Beechcraft AT-6 Engine Air Start Test

at-621 Dec 2012
By Test Pilot Dr. Lionel D. Alford,Jr.

I accomplished an engine air start test in the AT-6. This was for military certification and is likely the most dangerous type of testing we accomplish with a single engine aircraft. The point is to shut down and restart the engine at specific points in the air start envelope. Since the T-6 was fully certified with the 1100 shaft horsepower engine, we needed to certify the AT-6 at the limits of the air start envelope with the 1600 shaft horse power engine.

The manufacturer wanted us to allow the engine to idle for two minutes before shut down. This was to ensure the engine didn’t experience any unwanted effects due to immediate heating or cooling. This also meant that for the first point at 15,000 feet and 200 KIAS, I had to start the descent at 25,000 feet. This means we had to be on an IFR flight plan although the weather was VFR. I also planned to begin the descent at 10 NM from Beech Field (BEC) so the shutdown was over the field to allow time to turn for another restart attempt (if the first didn’t work) and to place the aircraft in a safe position for an flame out pattern if the engine wouldn’t restart. For safety and proficiency, the first event after takeoff was a practice flame out pattern from 3,500 feet at high key. I made an entry at high key at about 3,200 feet and 135 KIAS. I made it by waiting until the last minute to put down the gear and the flaps. The T&G was great. I also should mention, I was alone in the aircraft with telemonitoring (TM) watching the aircraft and recording the events. The backseat was filled with an oxygen bottle and backup batteries for the data acquisition system (DAS). The oxygen bottle was necessary to provide oxygen when the engine was shut down (our OBOGS generates oxygen, but requires engine bleed air). The battery was required because we didn’t want to lose data when the engine quit providing generator power. For a real air start, the pilot has backup oxygen in the ejection seat, but that is a single shot.

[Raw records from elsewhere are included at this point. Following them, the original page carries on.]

//! Plant watering daemon — main entry point.
//!
//! ```text
//! ┌──────────────────────────────────────────────────────────────┐
//! │                    Adapters (outer ring)                     │
//! │                                                              │
//! │  axum router      EventLog             SystemClock           │
//! │  (toggle/status)  (Sink + History)     (Clock)               │
//! │                                                              │
//! │  ─────────────── Port Trait Boundary ────────────────        │
//! │                                                              │
//! │  ┌────────────────────────────────────────────────────────┐  │
//! │  │          WateringController (state machine)            │  │
//! │  │          RelayLine: CdevDriver | simulated             │  │
//! │  └────────────────────────────────────────────────────────┘  │
//! └──────────────────────────────────────────────────────────────┘
//! ```

use std::net::SocketAddr;
use std::path::PathBuf;
use std::sync::Arc;

use anyhow::{Context, Result};
use clap::Parser;
use log::{info, warn};
use tracing_subscriber::EnvFilter;

use plantwater::adapters::event_log::EventLog;
use plantwater::adapters::http::{self, ApiState};
use plantwater::adapters::time::SystemClock;
use plantwater::app::controller::WateringController;
use plantwater::config::SystemConfig;
use plantwater::drivers::relay::{LineDriver, LineState};

#[derive(Debug, Parser)]
#[command(name = "plantwater", version, about = "Watering relay controller")]
struct Cli {
    /// JSON configuration file
    #[arg(short, long)]
    config: Option<PathBuf>,

    /// Listen address, overrides the config file and PLANTWATER_BIND
    #[arg(short, long)]
    bind: Option<String>,
}

// ── Main ──────────────────────────────────────────────────────

#[tokio::main]
async fn main() -> Result<()> {
    let cli = Cli::parse();

    // ── 1. Logging ────────────────────────────────────────────
    let filter = EnvFilter::try_from_default_env().unwrap_or_else(|_| EnvFilter::new("info"));
    tracing_subscriber::fmt().with_env_filter(filter).init();

    info!("plantwater v{}", env!("CARGO_PKG_VERSION"));

    // ── 2. Configuration ──────────────────────────────────────
    let mut config = SystemConfig::load(cli.config.as_deref()).context("loading configuration")?;
    if let Some(bind) = cli.bind {
        config.bind_addr = bind;
        config.validate().context("validating --bind")?;
    }
    info!(
        "Config: mode={:?}, relay=GPIO {} on {}",
        config.mode, config.relay_channel, config.gpio_chip
    );

    // ── 3. Relay driver ───────────────────────────────────────
    #[cfg(feature = "rpi")]
    let driver = plantwater::drivers::cdev::CdevDriver::new(
        config.gpio_chip.clone(),
        config.consumer_label.clone(),
    );
    #[cfg(not(feature = "rpi"))]
    let driver = plantwater::drivers::relay::NoDriver;

    serve(config, driver).await
}

async fn serve<D>(config: SystemConfig, driver: D) -> Result<()>
where
    D: LineDriver + Send + 'static,
    D::Pin: Send + 'static,
{
    // ── 4. Event log ──────────────────────────────────────────
    let event_log = Arc::new(match &config.event_log_path {
        Some(path) => EventLog::open(path).unwrap_or_else(|e| {
            // Keep watering control alive; history is lost for this run.
            warn!(
                "Event log {} unavailable ({}), keeping events in memory",
                path.display(),
                e
            );
            EventLog::in_memory()
        }),
        None => EventLog::in_memory(),
    });

    // ── 5. Controller ─────────────────────────────────────────
    let controller = Arc::new(WateringController::from_config(
        &config,
        driver,
        event_log.clone(),
        Arc::new(SystemClock::new()),
    ));
    if controller.initialize() == LineState::Acquired && controller.line_simulated() == Some(true)
    {
        warn!("Relay running simulated: no GPIO hardware available");
    }

    // ── 6. HTTP ───────────────────────────────────────────────
    let app = http::router(ApiState {
        controller: controller.clone(),
        history: event_log,
        history_limit: config.history_limit,
    });

    let addr: SocketAddr = config
        .bind_addr
        .parse()
        .with_context(|| format!("invalid bind address {}", config.bind_addr))?;
    let listener = tokio::net::TcpListener::bind(addr)
        .await
        .with_context(|| format!("binding {addr}"))?;
    info!("Listening on {addr}");

    let served = axum::serve(listener, app)
        .with_graceful_shutdown(wait_for_shutdown_signal())
        .await;

    // ── 7. Shutdown ───────────────────────────────────────────
    // Runs even if the server failed, so the relay is never left ON.
    controller.shutdown_cleanup();
    info!("Relay cleaned up, exiting");

    served.context("HTTP server failed")
}

async fn wait_for_shutdown_signal() {
    #[cfg(unix)]
    {
        use tokio::signal::unix::{SignalKind, signal};
        match (
            signal(SignalKind::terminate()),
            signal(SignalKind::interrupt()),
        ) {
            (Ok(mut sigterm), Ok(mut sigint)) => {
                tokio::select! {
                    _ = sigterm.recv() => info!("SIGTERM received"),
                    _ = sigint.recv() => info!("SIGINT received"),
                }
            }
            _ => {
                warn!("Signal handlers unavailable, falling back to Ctrl-C");
                let _ = tokio::signal::ctrl_c().await;
            }
        }
    }
    #[cfg(not(unix))]
    {
        let _ = tokio::signal::ctrl_c().await;
    }
}
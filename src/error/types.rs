//! Error type definitions
//!
//! Defines the main error types used throughout the API client.

use thiserror::Error;

/// Main error type for the API client
#[derive(Error, Debug)]
pub enum Error {
    /// An endpoint was called before a successful login
    #[error("Not logged in!")]
    NotAuthenticated,

    /// Network/HTTP client errors (connection refused, timeout, TLS)
    #[error("Network error: {0}")]
    Transport(#[from] reqwest::Error),

    /// HTTP 429; the cooldown has already been slept when this is returned
    #[error("Too many requests, cooled down for {cooldown_secs}s")]
    RateLimited { cooldown_secs: u64 },

    /// HTTP 400 with the diagnostic fields the API sent back
    #[error("Bad request: {}", message.as_deref().unwrap_or("no message"))]
    BadRequest {
        message: Option<String>,
        error_type: Option<String>,
    },

    /// Any other non-200 status
    #[error("Request returns {status} error")]
    Http {
        status: u16,
        body: Option<serde_json::Value>,
    },

    /// Credentials rejected at login
    #[error("Login rejected for '{username}': {reason}")]
    AuthRejected { username: String, reason: String },

    /// Response body could not be decoded or lacks an expected field
    #[error("Malformed response: {context}")]
    MalformedResponse { context: String },

    /// Direct message recipients are unusable
    #[error("Invalid recipients: {0}")]
    InvalidRecipients(String),

    /// Credential store errors
    #[error("Credentials error: {0}")]
    Credentials(String),

    /// Proxy configuration errors
    #[error("Proxy error: {config}")]
    Proxy { config: String },

    /// Configuration-related errors
    #[error("Configuration error: {0}")]
    Config(String),

    /// JSON serialization/deserialization errors
    #[error("JSON error: {0}")]
    Json(#[from] serde_json::Error),

    /// I/O errors
    #[error("I/O error: {0}")]
    Io(#[from] std::io::Error),

    /// Generic errors
    #[error("Internal error: {0}")]
    Internal(String),
}

/// Result type alias for convenience
pub type Result<T> = std::result::Result<T, Error>;

impl Error {
    /// Create a new configuration error
    pub fn config(msg: impl Into<String>) -> Self {
        Self::Config(msg.into())
    }

    /// Create a malformed response error
    pub fn malformed(context: impl Into<String>) -> Self {
        Self::MalformedResponse {
            context: context.into(),
        }
    }

    /// Create a credentials error
    pub fn credentials(msg: impl Into<String>) -> Self {
        Self::Credentials(msg.into())
    }

    /// Create an invalid recipients error
    pub fn invalid_recipients(msg: impl Into<String>) -> Self {
        Self::InvalidRecipients(msg.into())
    }

    /// Create an auth rejection error
    pub fn auth_rejected(username: impl Into<String>, reason: impl Into<String>) -> Self {
        Self::AuthRejected {
            username: username.into(),
            reason: reason.into(),
        }
    }

    /// Create a proxy error
    pub fn proxy(config: impl Into<String>) -> Self {
        Self::Proxy {
            config: config.into(),
        }
    }

    /// Create a new internal error
    pub fn internal(msg: impl Into<String>) -> Self {
        Self::Internal(msg.into())
    }

    /// Whether this is an ordinary request failure.
    ///
    /// These are logged and handed back to the caller, who decides whether to
    /// call again. `NotAuthenticated` and local errors are not request failures.
    pub fn is_request_failure(&self) -> bool {
        matches!(
            self,
            Self::Transport(_)
                | Self::RateLimited { .. }
                | Self::BadRequest { .. }
                | Self::Http { .. }
                | Self::MalformedResponse { .. }
        )
    }

    /// HTTP status carried by the error, if any
    pub fn status(&self) -> Option<u16> {
        match self {
            Self::RateLimited { .. } => Some(429),
            Self::BadRequest { .. } => Some(400),
            Self::Http { status, .. } => Some(*status),
            Self::Transport(e) => e.status().map(|s| s.as_u16()),
            _ => None,
        }
    }
}
//! Endpoint catalog
//!
//! Each method maps one action to an endpoint path and parameter set and makes
//! a single request. Writes are signed POSTs carrying the default
//! `{_uuid, _uid, _csrftoken}` triple; reads are GETs. Paginated reads take a
//! `max_id` cursor where `""` is the first page.

pub mod accounts;
pub mod direct;
pub mod feed;
pub mod friendships;
pub mod media;
pub mod totals;
pub mod users;

pub use accounts::ProfileEdit;

use urlencoding::encode;

/// Percent-encode a value placed in a path segment or query string
pub(crate) fn q(value: &str) -> std::borrow::Cow<'_, str> {
    encode(value)
}
//! Client-mode CLI logic
//!
//! Each subcommand is one API call made between a login and a logout. The
//! result is returned as JSON for the binary to print.

use crate::{
    InstagramApiGeneric, Result,
    api::backoff::Sleeper,
    types::{DirectItem, ThreadTarget},
};
use clap::Subcommand;
use serde_json::Value;

/// Actions the `instabot` binary can run
#[derive(Debug, Clone, PartialEq, Subcommand)]
pub enum Command {
    /// Log in and print the session
    Login {
        /// Re-run the handshake even when a session exists
        #[arg(long)]
        force: bool,
    },
    /// Follow a user
    Follow { user_id: String },
    /// Unfollow a user
    Unfollow { user_id: String },
    /// Like a post
    Like { media_id: String },
    /// Comment on a post
    Comment { media_id: String, text: String },
    /// List every follower of a user (the logged-in user by default)
    Followers {
        user_id: Option<String>,
        /// Stop after this many users
        #[arg(long)]
        amount: Option<usize>,
    },
    /// List every account a user follows (the logged-in user by default)
    Followings {
        user_id: Option<String>,
        #[arg(long)]
        amount: Option<usize>,
    },
    /// List every post of a user (the logged-in user by default)
    UserFeed {
        user_id: Option<String>,
        /// Only posts newer than this unix timestamp
        #[arg(long)]
        min_timestamp: Option<i64>,
    },
    /// List posts of a hashtag
    Hashtag {
        tag: String,
        #[arg(long, default_value_t = 100)]
        amount: usize,
    },
    /// Send a direct text message
    SendMessage {
        text: String,
        /// Comma-separated recipient user ids
        #[arg(long, required = true, value_delimiter = ',')]
        to: Vec<String>,
        /// Post into this existing thread
        #[arg(long)]
        thread: Option<String>,
    },
    /// Search users by name
    SearchUsers { query: String },
}

impl Command {
    /// Whether the login before this command must re-run the handshake
    pub fn force_login(&self) -> bool {
        matches!(self, Self::Login { force: true })
    }
}

/// Run one command on a logged-in client
pub async fn run_command<S: Sleeper>(
    api: &InstagramApiGeneric<S>,
    command: &Command,
) -> Result<Value> {
    let value = match command {
        Command::Login { .. } => serde_json::to_value(api.session().await)?,
        Command::Follow { user_id } => api.follow(user_id).await?.json,
        Command::Unfollow { user_id } => api.unfollow(user_id).await?.json,
        Command::Like { media_id } => api.like(media_id).await?.json,
        Command::Comment { media_id, text } => api.comment(media_id, text).await?.json,
        Command::Followers { user_id, amount } => {
            let user_id = resolve_user(api, user_id.as_deref()).await;
            Value::Array(api.get_total_followers(&user_id, *amount).await?)
        }
        Command::Followings { user_id, amount } => {
            let user_id = resolve_user(api, user_id.as_deref()).await;
            Value::Array(api.get_total_followings(&user_id, *amount).await?)
        }
        Command::UserFeed {
            user_id,
            min_timestamp,
        } => {
            let user_id = resolve_user(api, user_id.as_deref()).await;
            Value::Array(api.get_total_user_feed(&user_id, *min_timestamp).await?)
        }
        Command::Hashtag { tag, amount } => {
            Value::Array(api.get_total_hashtag_feed(tag, Some(*amount)).await?)
        }
        Command::SendMessage { text, to, thread } => {
            let thread = thread.as_deref().map(ThreadTarget::new);
            let item = DirectItem::message(text.as_str());
            api.send_direct_item(&item, to.as_slice(), thread.as_ref())
                .await?
                .json
        }
        Command::SearchUsers { query } => api.search_users(query).await?.json,
    };
    Ok(value)
}

async fn resolve_user<S: Sleeper>(api: &InstagramApiGeneric<S>, user_id: Option<&str>) -> String {
    match user_id {
        Some(id) => id.to_string(),
        None => api.session().await.user_id,
    }
}
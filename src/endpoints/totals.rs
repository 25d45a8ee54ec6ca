//! Aggregates that walk every page of a list

use crate::api::{
    InstagramApiGeneric,
    backoff::Sleeper,
    pagination::PageSpec,
};
use crate::types::FollowListKind;
use crate::{Error, Result};
use serde_json::Value;
use tracing::{info, warn};

/// Lists above this size get a warning before the walk starts
const LARGE_LIST_THRESHOLD: u64 = 200_000;

/// Hashtag items collected when no amount is given
pub const DEFAULT_HASHTAG_AMOUNT: usize = 100;

impl<S: Sleeper> InstagramApiGeneric<S> {
    /// Every follower or followed account of `user_id`, up to `amount`.
    ///
    /// Without `amount` the target is the count reported by the profile.
    pub async fn get_total_followers_or_followings(
        &self,
        user_id: &str,
        amount: Option<usize>,
        kind: FollowListKind,
    ) -> Result<Vec<Value>> {
        let info = self.get_username_info(user_id).await?;
        let Some(user) = info.json.get("user") else {
            return Err(Error::malformed(format!("no 'user' object in info for {}", user_id)));
        };

        let total = match amount {
            Some(amount) => amount,
            None => {
                let count = user
                    .get(kind.count_key())
                    .and_then(Value::as_u64)
                    .ok_or_else(|| {
                        Error::malformed(format!("no '{}' for {}", kind.count_key(), user_id))
                    })?;
                if count > LARGE_LIST_THRESHOLD {
                    warn!(
                        "Consider temporarily saving the result of this big operation. \
                         This will take a while."
                    );
                }
                usize::try_from(count).unwrap_or(usize::MAX)
            }
        };

        info!("Getting {} of {} (up to {})", kind.as_str(), user_id, total);
        self.paginator()
            .collect(PageSpec::USERS, Some(total), |cursor| async move {
                self.get_follow_list(kind, user_id, &cursor).await
            })
            .await
    }

    /// All followers of a user, or the first `amount`
    pub async fn get_total_followers(
        &self,
        user_id: &str,
        amount: Option<usize>,
    ) -> Result<Vec<Value>> {
        self.get_total_followers_or_followings(user_id, amount, FollowListKind::Followers)
            .await
    }

    /// All accounts a user follows, or the first `amount`
    pub async fn get_total_followings(
        &self,
        user_id: &str,
        amount: Option<usize>,
    ) -> Result<Vec<Value>> {
        self.get_total_followers_or_followings(user_id, amount, FollowListKind::Followings)
            .await
    }

    /// All followers of the logged-in account
    pub async fn get_total_self_followers(&self) -> Result<Vec<Value>> {
        let user_id = self.user_id().await;
        self.get_total_followers(&user_id, None).await
    }

    /// All accounts the logged-in account follows
    pub async fn get_total_self_followings(&self) -> Result<Vec<Value>> {
        let user_id = self.user_id().await;
        self.get_total_followings(&user_id, None).await
    }

    /// Every post of `user_id`. A private profile yields an empty list.
    pub async fn get_total_user_feed(
        &self,
        user_id: &str,
        min_timestamp: Option<i64>,
    ) -> Result<Vec<Value>> {
        self.paginator()
            .collect(PageSpec::FEED, None, |cursor| async move {
                self.get_user_feed(user_id, &cursor, min_timestamp).await
            })
            .await
    }

    /// Every post of the logged-in account
    pub async fn get_total_self_user_feed(&self, min_timestamp: Option<i64>) -> Result<Vec<Value>> {
        let user_id = self.user_id().await;
        self.get_total_user_feed(&user_id, min_timestamp).await
    }

    /// Up to `amount` posts of a hashtag feed, [`DEFAULT_HASHTAG_AMOUNT`] by default
    pub async fn get_total_hashtag_feed(
        &self,
        hashtag: &str,
        amount: Option<usize>,
    ) -> Result<Vec<Value>> {
        let amount = amount.unwrap_or(DEFAULT_HASHTAG_AMOUNT);
        self.paginator()
            .collect(PageSpec::ITEMS, Some(amount), |cursor| async move {
                self.get_hashtag_feed(hashtag, &cursor).await
            })
            .await
    }

    /// Liked posts from the first `scan_rate` pages
    pub async fn get_total_liked_media(&self, scan_rate: usize) -> Result<Vec<Value>> {
        self.paginator()
            .collect(PageSpec::ITEMS.with_max_pages(scan_rate), None, |cursor| async move {
                self.get_liked_media(&cursor).await
            })
            .await
    }
}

So with the great help of air traffic control and our tower, I started 10 NM to the north and at 25,000 feet. I started down and reached 2 minutes and 20 seconds at 16,000 feet and right over the field–the shut down point. The engine shut down perfectly at 16,000 feet. I thought everything would get quiet. It didn’t the engine stopped, but the cabin depressurized (making a lot of noise), there was significant air rush at 200 KIAS, and I could hear my breathing over the intercom. I was told that when the prop feathered the aircraft would feel like it was on ice because of the drag reduction. I couldn’t appreciate it because the loss of torque made the aircraft yaw and all the expected red warnings and cautions kind of took my attention.

I ran through the checklist and restarted the engine at 15,300 and 192 KIAS. Pretty good test point management. The engine lit off immediately and the prop started to turn with increasing speed. It seemed to take a long time, but it was only about the expected 40 seconds. I was very deliberate and slow about the restart, and we were back in action before 13,000. ATC had cleared me to 10,000 feet–I didn’t have the heart to tell them I might need a lot lower if I couldn’t get a restart. As soon as the engine was back at power, TM told me to RTB. We had some details we needed to work out before we tried another restart.

All in all, I was very pleased with the AT-6 and engine restarts. We’ll be accomplishing more for certification in the new year. By the way, the landing was great. I made a high energy descent from 13,000 feet into the pattern for an extended straight-in to runway 19. Thanks to all our engineering experts and tower, we had a successful flight and certification test.